'''

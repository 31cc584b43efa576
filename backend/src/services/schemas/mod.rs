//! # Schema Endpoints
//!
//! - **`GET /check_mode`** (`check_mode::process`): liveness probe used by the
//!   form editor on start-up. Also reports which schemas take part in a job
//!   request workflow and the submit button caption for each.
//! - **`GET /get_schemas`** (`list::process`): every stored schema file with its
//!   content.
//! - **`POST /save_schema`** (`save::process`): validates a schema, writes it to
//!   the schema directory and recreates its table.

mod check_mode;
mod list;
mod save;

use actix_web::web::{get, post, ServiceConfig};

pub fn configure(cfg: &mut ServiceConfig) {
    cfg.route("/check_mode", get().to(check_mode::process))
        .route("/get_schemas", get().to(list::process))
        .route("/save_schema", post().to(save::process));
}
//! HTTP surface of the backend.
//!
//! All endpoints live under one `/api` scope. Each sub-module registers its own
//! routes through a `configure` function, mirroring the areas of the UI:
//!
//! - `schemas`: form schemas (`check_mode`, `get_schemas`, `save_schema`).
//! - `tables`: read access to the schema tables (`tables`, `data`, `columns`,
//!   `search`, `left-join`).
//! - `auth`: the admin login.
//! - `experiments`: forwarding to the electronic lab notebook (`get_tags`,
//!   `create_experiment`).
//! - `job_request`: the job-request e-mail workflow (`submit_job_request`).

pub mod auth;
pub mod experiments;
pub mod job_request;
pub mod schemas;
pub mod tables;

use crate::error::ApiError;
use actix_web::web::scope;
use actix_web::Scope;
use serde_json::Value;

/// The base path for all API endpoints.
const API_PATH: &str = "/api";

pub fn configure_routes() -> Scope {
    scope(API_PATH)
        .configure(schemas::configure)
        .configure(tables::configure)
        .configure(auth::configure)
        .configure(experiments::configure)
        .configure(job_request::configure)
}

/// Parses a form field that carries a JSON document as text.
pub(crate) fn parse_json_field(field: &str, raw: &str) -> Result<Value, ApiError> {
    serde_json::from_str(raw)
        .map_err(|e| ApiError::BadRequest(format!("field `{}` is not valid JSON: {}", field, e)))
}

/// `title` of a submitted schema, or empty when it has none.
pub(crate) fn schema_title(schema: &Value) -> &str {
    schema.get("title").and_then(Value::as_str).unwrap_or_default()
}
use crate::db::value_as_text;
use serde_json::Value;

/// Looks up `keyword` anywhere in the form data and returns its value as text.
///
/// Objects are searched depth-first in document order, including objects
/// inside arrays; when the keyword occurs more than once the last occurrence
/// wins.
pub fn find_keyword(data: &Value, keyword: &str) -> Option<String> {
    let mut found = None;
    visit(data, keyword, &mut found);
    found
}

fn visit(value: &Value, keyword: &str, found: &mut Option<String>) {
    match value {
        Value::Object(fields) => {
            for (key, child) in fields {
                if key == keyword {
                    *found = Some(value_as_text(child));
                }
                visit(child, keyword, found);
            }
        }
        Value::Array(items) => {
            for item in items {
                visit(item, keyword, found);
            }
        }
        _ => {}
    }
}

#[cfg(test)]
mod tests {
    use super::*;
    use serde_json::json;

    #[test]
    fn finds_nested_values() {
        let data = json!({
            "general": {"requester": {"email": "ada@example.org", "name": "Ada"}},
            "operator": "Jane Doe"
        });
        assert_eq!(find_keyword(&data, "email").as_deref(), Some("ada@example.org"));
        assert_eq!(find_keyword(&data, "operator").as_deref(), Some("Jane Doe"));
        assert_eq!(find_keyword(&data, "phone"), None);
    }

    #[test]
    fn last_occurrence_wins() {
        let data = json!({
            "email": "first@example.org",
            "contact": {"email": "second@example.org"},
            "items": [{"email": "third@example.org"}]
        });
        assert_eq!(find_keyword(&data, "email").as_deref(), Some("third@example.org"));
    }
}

'''

**DIRECTIONS FOR THIS TASK**
Repeat the whole listing, keeping every word exact.

**ANSWER TO THIS PROBLEM**
repository 31cc584b43efa576
filename backend/src/services/schemas/mod.rs
//! # Schema Endpoints
//!
//! - **`GET /check_mode`** (`check_mode::process`): liveness probe used by the
//!   form editor on start-up. Also reports which schemas take part in a job
//!   request workflow and the submit button caption for each.
//! - **`GET /get_schemas`** (`list::process`): every stored schema file with its
//!   content.
//! - **`POST /save_schema`** (`save::process`): validates a schema, writes it to
//!   the schema directory and recreates its table.

mod check_mode;
mod list;
mod save;

use actix_web::web::{get, post, ServiceConfig};

pub fn configure(cfg: &mut ServiceConfig) {
    cfg.route("/check_mode", get().to(check_mode::process))
        .route("/get_schemas", get().to(list::process))
        .route("/save_schema", post().to(save::process));
}
//! HTTP surface of the backend.
//!
//! All endpoints live under one `/api` scope. Each sub-module registers its own
//! routes through a `configure` function, mirroring the areas of the UI:
//!
//! - `schemas`: form schemas (`check_mode`, `get_schemas`, `save_schema`).
//! - `tables`: read access to the schema tables (`tables`, `data`, `columns`,
//!   `search`, `left-join`).
//! - `auth`: the admin login.
//! - `experiments`: forwarding to the electronic lab notebook (`get_tags`,
//!   `create_experiment`).
//! - `job_request`: the job-request e-mail workflow (`submit_job_request`).

pub mod auth;
pub mod experiments;
pub mod job_request;
pub mod schemas;
pub mod tables;

use crate::error::ApiError;
use actix_web::web::scope;
use actix_web::Scope;
use serde_json::Value;

/// The base path for all API endpoints.
const API_PATH: &str = "/api";

pub fn configure_routes() -> Scope {
    scope(API_PATH)
        .configure(schemas::configure)
        .configure(tables::configure)
        .configure(auth::configure)
        .configure(experiments::configure)
        .configure(job_request::configure)
}

/// Parses a form field that carries a JSON document as text.
pub(crate) fn parse_json_field(field: &str, raw: &str) -> Result<Value, ApiError> {
    serde_json::from_str(raw)
        .map_err(|e| ApiError::BadRequest(format!("field `{}` is not valid JSON: {}", field, e)))
}

/// `title` of a submitted schema, or empty when it has none.
pub(crate) fn schema_title(schema: &Value) -> &str {
    schema.get("title").and_then(Value::as_str).unwrap_or_default()
}
use crate::db::value_as_text;
use serde_json::Value;

/// Looks up `keyword` anywhere in the form data and returns its value as text.
///
/// Objects are searched depth-first in document order, including objects
/// inside arrays; when the keyword occurs more than once the last occurrence
/// wins.
pub fn find_keyword(data: &Value, keyword: &str) -> Option<String> {
    let mut found = None;
    visit(data, keyword, &mut found);
    found
}

fn visit(value: &Value, keyword: &str, found: &mut Option<String>) {
    match value {
        Value::Object(fields) => {
            for (key, child) in fields {
                if key == keyword {
                    *found = Some(value_as_text(child));
                }
                visit(child, keyword, found);
            }
        }
        Value::Array(items) => {
            for item in items {
                visit(item, keyword, found);
            }
        }
        _ => {}
    }
}

#[cfg(test)]
mod tests {
    use super::*;
    use serde_json::json;

    #[test]
    fn finds_nested_values() {
        let data = json!({
            "general": {"requester": {"email": "ada@example.org", "name": "Ada"}},
            "operator": "Jane Doe"
        });
        assert_eq!(find_keyword(&data, "email").as_deref(), Some("ada@example.org"));
        assert_eq!(find_keyword(&data, "operator").as_deref(), Some("Jane Doe"));
        assert_eq!(find_keyword(&data, "phone"), None);
    }

    #[test]
    fn last_occurrence_wins() {
        let data = json!({
            "email": "first@example.org",
            "contact": {"email": "second@example.org"},
            "items": [{"email": "third@example.org"}]
        });
        assert_eq!(find_keyword(&data, "email").as_deref(), Some("third@example.org"));
    }
}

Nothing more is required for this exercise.